Título: Proposta divide também a sociedade
Autor: Vasconcelos, Adriana
Fonte: O Globo, 27/04/2007, O País, p. 3

Resultado apertado na votação se reflete nas opiniões a favor e contra a antecipação

RIO, BRASÍLIA, SÃO PAULO e NOVA YORK. A votação apertada na Comissão de Constituição e Justiça do Senado da proposta de emenda constitucional que resultou na aprovação da antecipação da maioridade penal no Brasil reflete a divisão da sociedade sobre o tema. O assunto provocou críticas e elogios nos meios político, jurídico, acadêmico e entre as entidades que defendem os direitos das crianças e dos adolescentes.

O governador do Rio, Sérgio Cabral (PMDB), comemorou a aprovação da antecipação da maioridade penal:

- É uma demonstração da força que essa tese deve ter numa sociedade que precisa se defender da impunidade. Esses menores que praticaram crimes hediondos não podem se sentir protegidos pela lei para reincidir nos atos violentos.

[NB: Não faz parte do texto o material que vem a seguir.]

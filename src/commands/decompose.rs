use crate::args::DecomposeArgs;
use crate::commands::Out;
use crate::decompose::TaxBreakdown;
use crate::error::{ErrorType, IntoResult};
use crate::model::format_cents;
use crate::{decompose, rates, Config, Result};

/// Splits the tax out of the amount in `args` using the province from the args or the config.
pub async fn decompose(config: Config, args: DecomposeArgs) -> Result<Out<TaxBreakdown>> {
    let province = args.province().unwrap_or(config.province());
    let amount = args.amount().value();
    let breakdown = decompose::decompose(amount, province).pub_result(ErrorType::Export)?;

    let taxes = if rates::is_compound_jurisdiction(province) {
        format!(
            "GST {}, QST {}",
            format_cents(breakdown.gst),
            format_cents(breakdown.qst)
        )
    } else {
        format!(
            "{} {}",
            rates::sales_tax_label(province),
            format_cents(breakdown.tax)
        )
    };
    let message = format!(
        "{} in {province}: {taxes}, net {}",
        format_cents(amount),
        format_cents(breakdown.net)
    );
    Ok(Out::new(message, breakdown))
}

Eles hoje ficam tranqüilos porque pensam que não serão punidos. Dizem: "Matei dois? Posso matar 200 porque ninguém vai me prender". Isso tem que acabar.

Já para o ministro Carlos Ayres Britto, do Supremo Tribunal Federal (STF), a medida não contribuirá para a redução da violência:

- Isso não vai reduzir o índice de criminalidade. Os menores de 18 anos precisam de oportunidade de trabalho, de cursos profissionalizantes, num contexto social de inclusão.

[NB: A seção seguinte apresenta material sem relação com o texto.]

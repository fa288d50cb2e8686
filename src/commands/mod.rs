//! Command handlers for the taxport CLI.
//!
//! This module contains implementations for all CLI subcommands.

mod cca;
mod decompose;
mod estimate;
mod export;
mod init;
mod summary;

use crate::args::RecordArgs;
use crate::error::{ErrorType, IntoResult};
use crate::model::{read_records, Category, ExpenseRecord, IncomeRecord, MonetaryRecord};
use crate::{utils, Result};
use anyhow::anyhow;
use serde::Serialize;
use std::fmt::Debug;
use std::path::Path;
use tracing::{debug, info};

pub use cca::cca;
pub use decompose::decompose;
pub use estimate::estimate;
pub use export::{export, ExportOutput};
pub use init::init;
pub use summary::summary;

/// The output type for a command. This allows the command to return a consistent message and,
/// optionally, structured data.
#[derive(Debug, Clone, Serialize)]
pub struct Out<T>
where
    T: Serialize + Clone + Debug,
{
    /// A message that can be printed to the user regarding the outcome of the command execution.
    message: String,

    /// Any structured data that needs to be output from the call.
    structure: Option<T>,
}

impl<T, S> From<S> for Out<T>
where
    T: Debug + Clone + Serialize,
    S: Into<String>,
{
    fn from(value: S) -> Self {
        Out::new_message(value)
    }
}

impl<T> Out<T>
where
    T: Serialize + Clone + Debug,
{
    /// Create a new `Out` object that has `Some(structure)`.
    pub fn new<S>(message: S, structure: T) -> Self
    where
        S: Into<String>,
    {
        Self {
            message: message.into(),
            structure: Some(structure),
        }
    }

    /// Create a new `Out` object that has `None` for `structure`.
    pub fn new_message<S>(message: S) -> Self
    where
        S: Into<String>,
    {
        Self {
            message: message.into(),
            structure: None,
        }
    }

    /// Get the `message`.
    pub fn message(&self) -> &str {
        &self.message
    }

    /// Get the structured data stored in `structure`.
    pub fn structure(&self) -> Option<&T> {
        self.structure.as_ref()
    }

    /// Print the message to `info!` and the structured data (if it exists) as JSON to `debug!`.
    pub fn print(&self) {
        info!("{}", self.message);
        if let Some(structure) = self.structure() {
            if let Ok(json) = serde_json::to_string_pretty(structure) {
                debug!("Command output:\n\n{json}\n\n");
            }
        }
    }
}

const MIN_YEAR: i32 = 1900;
const MAX_YEAR: i32 = 9999;

/// Checks the year and reads the record files named in `args`. A missing file option means no
/// records of that kind.
async fn load_records(args: &RecordArgs) -> Result<(Vec<IncomeRecord>, Vec<ExpenseRecord>)> {
    let year = args.year();
    if !(MIN_YEAR..=MAX_YEAR).contains(&year) {
        return Err(anyhow!(
            "The year {year} is out of range, expected {MIN_YEAR} to {MAX_YEAR}"
        ))
        .pub_result(ErrorType::Validation);
    }

    let income = match args.income() {
        Some(path) => read_file(path).await?,
        None => Vec::new(),
    };
    let expenses = match args.expenses() {
        Some(path) => read_file(path).await?,
        None => Vec::new(),
    };
    Ok((income, expenses))
}

async fn read_file<C: Category>(path: &Path) -> Result<Vec<MonetaryRecord<C>>> {
    let bytes = utils::read_bytes(path).await.pub_result(ErrorType::Io)?;
    read_records(bytes.as_slice(), &path.display().to_string()).pub_result(ErrorType::Validation)
}

#[cfg(test)]
mod tests {
    use super::*;
    use crate::error::error_type;
    use crate::test::{TestEnv, EXPENSES_CSV, INCOME_CSV};

    #[tokio::test]
    async fn test_load_records() {
        let env = TestEnv::new().await;
        let income = env.write_file("income.csv", INCOME_CSV).await;
        let expenses = env.write_file("expenses.csv", EXPENSES_CSV).await;
        let args = RecordArgs::new(2024, Some(income), Some(expenses), None);
        let (income, expenses) = load_records(&args).await.unwrap();
        assert_eq!(income.len(), 3);
        assert_eq!(expenses.len(), 4);
    }

    #[tokio::test]
    async fn test_load_records_without_files() {
        let args = RecordArgs::new(2024, None, None, None);
        let (income, expenses) = load_records(&args).await.unwrap();
        assert!(income.is_empty());
        assert!(expenses.is_empty());
    }

    #[tokio::test]
    async fn test_bad_year_is_validation_error() {
        let args = RecordArgs::new(24, None, None, None);
        let err = load_records(&args).await.unwrap_err();
        assert_eq!(error_type(&err), Some(ErrorType::Validation));
    }

    #[tokio::test]
    async fn test_missing_file_is_io_error() {
        let env = TestEnv::new().await;
        let args = RecordArgs::new(2024, Some(env.path("nope.csv")), None, None);
        let err = load_records(&args).await.unwrap_err();
        assert_eq!(error_type(&err), Some(ErrorType::Io));
    }

    #[tokio::test]
    async fn test_malformed_row_is_validation_error() {
        let env = TestEnv::new().await;
        let bad = env
            .write_file("bad.csv", "Date,Description,Amount,Category\n2024-01-01,x,abc,rent\n")
            .await;
        let args = RecordArgs::new(2024, None, Some(bad), None);
        let err = load_records(&args).await.unwrap_err();
        assert_eq!(error_type(&err), Some(ErrorType::Validation));
        assert!(format!("{err:#}").contains("'abc' is not a valid amount"));
    }

    #[test]
    fn test_out_message() {
        let out: Out<()> = "done".into();
        assert_eq!(out.message(), "done");
        assert!(out.structure().is_none());
    }
}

O presidente da Ordem dos Advogados do Brasil (OAB), Cezar Britto, afirmou que a sociedade pode se arrepender, no futuro, da decisão de antecipar a maioridade penal.

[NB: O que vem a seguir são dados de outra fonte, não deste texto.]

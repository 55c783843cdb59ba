//! Workflow Graph Rewriter
//!
//! Drives a translation from a compiled CWL workflow to a Compute workflow
//! spec. The pass is linear and fail-fast: the first fatal condition aborts
//! the translation and nothing is emitted.
//!
//! # Phases
//!
//! 1. Strip document metadata, attach name and driver
//! 2. Per step, in document order: rewrite the job inputs it owns or binds,
//!    flatten bindings, inline the run definition
//! 3. Rename every qualified name used as a key or as a dependency reference
//! 4. Rewrite the job inputs no step claimed
//! 5. Verify that every dependency reference still resolves

use std::collections::{HashMap, HashSet};
use std::path::Path;

use indexmap::IndexMap;
use log::{debug, info, warn};
use serde_json::{Map, Value};

use super::paths::PathRewriter;
use super::resolver::{RunResolver, ToolCatalog};
use crate::config::TranslationConfig;
use crate::error::{Result, TranslateError};
use crate::naming::qualified::OUTPUT_SEPARATOR;
use crate::naming::{QualifiedName, Reference};
use crate::registry::PluginRegistry;
use crate::workflow::model::{ComputeWorkflow, CwlStep, CwlWorkflow, JobInputs, RunDefinition};
use crate::workflow::parser::{load_job_inputs, load_workflow};
use crate::workflow::validator::{binding_sources, validate_bindings, validate_references};

/// Document class of a compiled workflow.
pub const WORKFLOW_CLASS: &str = "Workflow";

/// Top-level keys the Compute spec defines itself.
const RESERVED_KEYS: [&str; 3] = ["name", "driver", "cwlJobInputs"];

/// Translates compiled workflows into Compute workflow specs.
///
/// The tool catalog and the plugin registry are loaded by the caller and
/// only read here.
#[derive(Debug, Clone)]
pub struct Translator<'a> {
    config: TranslationConfig,
    paths: PathRewriter,
    catalog: &'a ToolCatalog,
    registry: &'a PluginRegistry,
}

impl<'a> Translator<'a> {
    pub fn new(
        config: TranslationConfig,
        catalog: &'a ToolCatalog,
        registry: &'a PluginRegistry,
    ) -> Self {
        let paths = PathRewriter::from_config(&config);
        Self {
            config,
            paths,
            catalog,
            registry,
        }
    }

    pub fn config(&self) -> &TranslationConfig {
        &self.config
    }

    /// Loads a compiled workflow and its job inputs, then translates them.
    ///
    /// The spec is named after the workflow file's stem.
    ///
    /// # Example
    ///
    /// ```rust,no_run
    /// use std::path::Path;
    /// use cwl2compute::config::TranslationConfig;
    /// use cwl2compute::registry::PluginRegistry;
    /// use cwl2compute::translate::{ToolCatalog, Translator};
    ///
    /// fn main() -> Result<(), Box<dyn std::error::Error>> {
    ///     let catalog = ToolCatalog::from_dir(Path::new("autogenerated/cwl_adapters"))?;
    ///     let registry = PluginRegistry::load_default()?;
    ///     let translator = Translator::new(TranslationConfig::default(), &catalog, &registry);
    ///
    ///     let spec = translator.translate_files(
    ///         Path::new("autogenerated/viz_workflow.cwl"),
    ///         Path::new("autogenerated/viz_workflow_inputs.yml"),
    ///     )?;
    ///     println!("{} steps", spec.steps.len());
    ///     Ok(())
    /// }
    /// ```
    pub fn translate_files(
        &self,
        workflow_path: &Path,
        job_inputs_path: &Path,
    ) -> Result<ComputeWorkflow> {
        let workflow = load_workflow(workflow_path)?;
        let job_inputs = load_job_inputs(job_inputs_path)?;

        let name = workflow_path
            .file_stem()
            .and_then(|stem| stem.to_str())
            .ok_or_else(|| {
                TranslateError::invalid(
                    "workflow path",
                    format!("cannot derive a name from {}", workflow_path.display()),
                )
            })?;

        self.translate(name, workflow, job_inputs)
    }

    /// Translates an in-memory workflow document.
    pub fn translate(
        &self,
        name: &str,
        workflow: CwlWorkflow,
        mut job_inputs: JobInputs,
    ) -> Result<ComputeWorkflow> {
        info!(
            "Translating workflow '{}' ({} steps, {} job inputs)",
            name,
            workflow.steps.len(),
            job_inputs.len()
        );

        if let Some(class) = workflow.class.as_deref() {
            if class != WORKFLOW_CLASS {
                return Err(TranslateError::invalid(
                    "workflow document",
                    format!("expected class '{}', found '{}'", WORKFLOW_CLASS, class),
                ));
            }
        }

        // class, cwlVersion, $namespaces and $schemas are dropped here.
        let CwlWorkflow {
            inputs,
            outputs,
            mut steps,
            mut extra,
            ..
        } = workflow;

        for key in RESERVED_KEYS {
            if extra.remove(key).is_some() {
                warn!("Dropping top-level '{}' from the compiled workflow", key);
            }
        }

        let resolver = RunResolver::new(self.catalog, self.registry);
        let mut claimed = HashSet::new();
        for (step_key, step) in steps.iter_mut() {
            self.prepare_step(&resolver, step_key, step, &mut job_inputs, &mut claimed)?;
        }

        let renamer = ReferenceRenamer::new(&inputs, &steps);

        let steps: IndexMap<String, CwlStep> = rename_keys("steps", steps)?
            .into_iter()
            .map(|(key, _, mut step)| {
                for binding in step.bindings.values_mut() {
                    renamer.rename_binding(binding);
                }
                (key, step)
            })
            .collect();

        let outputs: Map<String, Value> = rename_keys("outputs", outputs)?
            .into_iter()
            .map(|(key, _, mut output)| {
                renamer.rename_output(&mut output);
                (key, output)
            })
            .collect();

        let inputs: Map<String, Value> = rename_keys("inputs", inputs)?
            .into_iter()
            .map(|(key, _, input)| (key, input))
            .collect();

        let renamed_job_inputs = rename_keys("job inputs", job_inputs)?;
        let job_inputs = self.rewrite_unclaimed(renamed_job_inputs, &claimed);

        let compute = ComputeWorkflow {
            name: name.to_string(),
            driver: self.config.driver.clone(),
            job_inputs,
            inputs,
            outputs,
            steps,
            extra,
        };

        validate_references(&compute)?;

        info!(
            "Translated '{}' for driver '{}': steps {:?}",
            compute.name,
            compute.driver,
            compute.steps.keys().collect::<Vec<_>>()
        );
        Ok(compute)
    }

    /// Step-local work: job-input paths, binding form, run definition.
    fn prepare_step(
        &self,
        resolver: &RunResolver<'_>,
        step_key: &str,
        step: &mut CwlStep,
        job_inputs: &mut JobInputs,
        claimed: &mut HashSet<String>,
    ) -> Result<()> {
        let qualified = QualifiedName::parse(step_key).ok();
        if qualified.is_none() {
            debug!("Step '{}' is not a qualified name, keeping it as is", step_key);
        }
        let step_name = qualified.as_ref().map_or(step_key, |name| name.step.as_str());

        self.rewrite_step_inputs(qualified.as_ref(), &step.bindings, job_inputs, claimed);

        if self.config.paths_as_strings {
            flatten_bindings(step);
        }

        let definition = match &step.run {
            RunDefinition::Reference(run) => resolver.resolve(step_name, run)?,
            RunDefinition::Inline(definition) => {
                let tool = definition.name().unwrap_or(step_name).to_string();
                resolver.complete(step_name, &tool, definition.clone())?
            }
        };

        validate_bindings(step_key, step, &definition)?;
        step.run = RunDefinition::Inline(definition);
        Ok(())
    }

    /// Rewrites the job inputs a step owns or binds.
    fn rewrite_step_inputs(
        &self,
        step: Option<&QualifiedName>,
        bindings: &Map<String, Value>,
        job_inputs: &mut JobInputs,
        claimed: &mut HashSet<String>,
    ) {
        let sources: HashSet<&str> = bindings.values().flat_map(binding_sources).collect();

        let keys: Vec<String> = job_inputs
            .keys()
            .filter(|key| !claimed.contains(key.as_str()))
            .filter(|key| {
                sources.contains(key.as_str())
                    || step.is_some_and(|step| {
                        QualifiedName::parse(key).is_ok_and(|name| name.same_step(step))
                    })
            })
            .cloned()
            .collect();

        for key in keys {
            let owner = QualifiedName::parse(&key).ok();
            if let Some(value) = job_inputs.get_mut(&key) {
                self.paths.rewrite_value(&key, owner.as_ref(), value);
            }
            claimed.insert(key);
        }
    }

    /// Rewrites job inputs no step claimed, using their pre-rename names.
    fn rewrite_unclaimed(
        &self,
        renamed: Vec<(String, String, Value)>,
        claimed: &HashSet<String>,
    ) -> JobInputs {
        renamed
            .into_iter()
            .map(|(key, original, mut value)| {
                if !claimed.contains(&original) {
                    let owner = QualifiedName::parse(&original).ok();
                    self.paths.rewrite_value(&key, owner.as_ref(), &mut value);
                }
                (key, value)
            })
            .collect()
    }
}

/// Replaces `{source: X}` bindings by the plain reference `X`.
fn flatten_bindings(step: &mut CwlStep) {
    for binding in step.bindings.values_mut() {
        let source = match binding {
            Value::Object(map) if map.len() == 1 => {
                map.get("source").and_then(Value::as_str).map(str::to_string)
            }
            _ => None,
        };
        if let Some(source) = source {
            *binding = Value::String(source);
        }
    }
}

/// Renames the keys of a section, rejecting two names that map to one id.
///
/// Returns `(new key, original key, value)` triples in input order.
fn rename_keys<V>(
    section: &'static str,
    entries: impl IntoIterator<Item = (String, V)>,
) -> Result<Vec<(String, String, V)>> {
    let mut seen: HashMap<String, String> = HashMap::new();
    let mut renamed = Vec::new();

    for (key, value) in entries {
        let new_key = QualifiedName::parse(&key)
            .map(|name| name.target_id())
            .unwrap_or_else(|_| key.clone());

        if let Some(first) = seen.insert(new_key.clone(), key.clone()) {
            return Err(TranslateError::NameCollision {
                section,
                first,
                second: key,
                renamed: new_key,
            });
        }
        if new_key != key {
            debug!("{}: {} -> {}", section, key, new_key);
        }
        renamed.push((new_key, key, value));
    }

    Ok(renamed)
}

/// Renames dependency references against the pre-rename document.
struct ReferenceRenamer {
    inputs: HashSet<String>,
    step_outputs: HashMap<String, Vec<String>>,
}

impl ReferenceRenamer {
    fn new(inputs: &Map<String, Value>, steps: &IndexMap<String, CwlStep>) -> Self {
        Self {
            inputs: inputs.keys().cloned().collect(),
            step_outputs: steps
                .iter()
                .map(|(key, step)| (key.clone(), step.output_names()))
                .collect(),
        }
    }

    /// Target form of a reference. Literals come back unchanged.
    ///
    /// A parameter-form reference naming an output of a step, rather than a
    /// workflow input, becomes a `step/output` reference.
    fn rename(&self, value: &str) -> String {
        match Reference::parse(value) {
            Ok(Reference::Input(name)) => match &name.param {
                Some(param) if !self.inputs.contains(value) && self.is_step_output(&name, param) => {
                    format!("{}{}{}", name.sanitized_step(), OUTPUT_SEPARATOR, param)
                }
                _ => name.target_id(),
            },
            Ok(reference) => reference.renamed(),
            Err(_) => value.to_string(),
        }
    }

    fn is_step_output(&self, name: &QualifiedName, param: &str) -> bool {
        let step_key = QualifiedName::new(&name.workflow, name.ordinal, &name.step).to_string();
        self.step_outputs
            .get(&step_key)
            .is_some_and(|outputs| outputs.iter().any(|output| output == param))
    }

    fn rename_sources(&self, sources: &mut Value) {
        match sources {
            Value::String(source) => {
                let renamed = self.rename(source);
                *source = renamed;
            }
            Value::Array(items) => items.iter_mut().for_each(|item| self.rename_sources(item)),
            _ => {}
        }
    }

    fn rename_binding(&self, binding: &mut Value) {
        match binding {
            Value::Object(map) => {
                if let Some(sources) = map.get_mut("source") {
                    self.rename_sources(sources);
                }
            }
            other => self.rename_sources(other),
        }
    }

    fn rename_output(&self, output: &mut Value) {
        if let Some(sources) = output.get_mut("outputSource") {
            self.rename_sources(sources);
        }
    }
}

- Pode ser tarde quando percebermos que colocamos no sistema carcerário cidadãos que poderiam ser recuperados pelos métodos de ressocialização - observou.

Para o criminalista Luís Flávio Gomes, a proposta é inconstitucional e não deve ser prioritária num país onde os menores praticam apenas 1% dos crimes violentos. Gomes acha que uma solução seria mudar o Estatuto da Criança e do Adolescente (ECA), aumentando o prazo atual de três anos para internação dos menores:

- Essa é uma medida demagógica, inconstitucional e que não resolve o problema.

O juiz Walter Maierovitch, ex-secretário Nacional Anti-Drogas, concorda com a mudança no ECA e reforça a necessidade de acompanhamento e recuperação dos menores internados.

- Temos que criar um alicerce para depois se pensar na mudança. Quando vai se estabelecer a antecipação? Vão construir presídios para colocar os menores? O Estado tem condições? Os legisladores estão em que Brasil?

Para a professora Ana Lúcia Schritzmeyer, professora do Departamento de Antropologia da USP, a antecipação é um retrocesso em relação ao Estatuto da Criança e do Adolescente. Ela acha que, se aprovada, a proposta vai resultar no aumento da violência entre os adolescentes.

- Os adolescentes são as principais vítimas da violência por arma de fogo no país. Com a antecipação, eles vão passar a ser cooptados para o crime cada vez mais cedo.

Já o ex-governador Luiz Antonio Fleury Filho (PTB-SP) disse que o Senado agiu "na linha correta", mas defendeu outra estratégia tendo em vista os argumentos de inconstitucionalidade:

- Tão importante quanto discutir a redução da maioridade penal é discutir o tempo de internação do menor previsto no Estatuto da Criança e do Adolescente.

O Conselho Nacional dos Direitos da Criança e do Adolescente vai entrar com pedido de mandado de segurança no Supremo Tribunal Federal para impedir que continuem, no Senado e na Câmara Federal, as votações sobre o tema. A ação, que será patrocinada pelo jurista Dalmo de Abreu Dallari e pela Associação dos Magistrados e Promotores da Infância e da Juventude (ABMP), alega a inconstitucionalidade, argumentando que direitos de jovens e adolescentes não podem ser suprimidos. Segundo Dallari, o artigo 60 da Constituição garante que poderá ser objeto de deliberação qualquer proposta de emenda que tenda a abolir os direitos e as garantias individuais:

- A aprovação agrada a opinião pública conservadora. Não é à toa que a maioria do Senado é conservadora. São as velhas oligarquias cumprindo o seu papel.

O Fundo das Nações Unidas para a Infância (Unicef) divulgou nota ontem lamentando a aprovação da proposta e afirmando que ela não resolve as principais causas da violência. "O Brasil não pode esquecer-se que a violência é um fenômeno provocado por muitas causas, entre elas as desigualdades sociais, o racismo, a concentração de renda e a insuficiência das políticas públicas."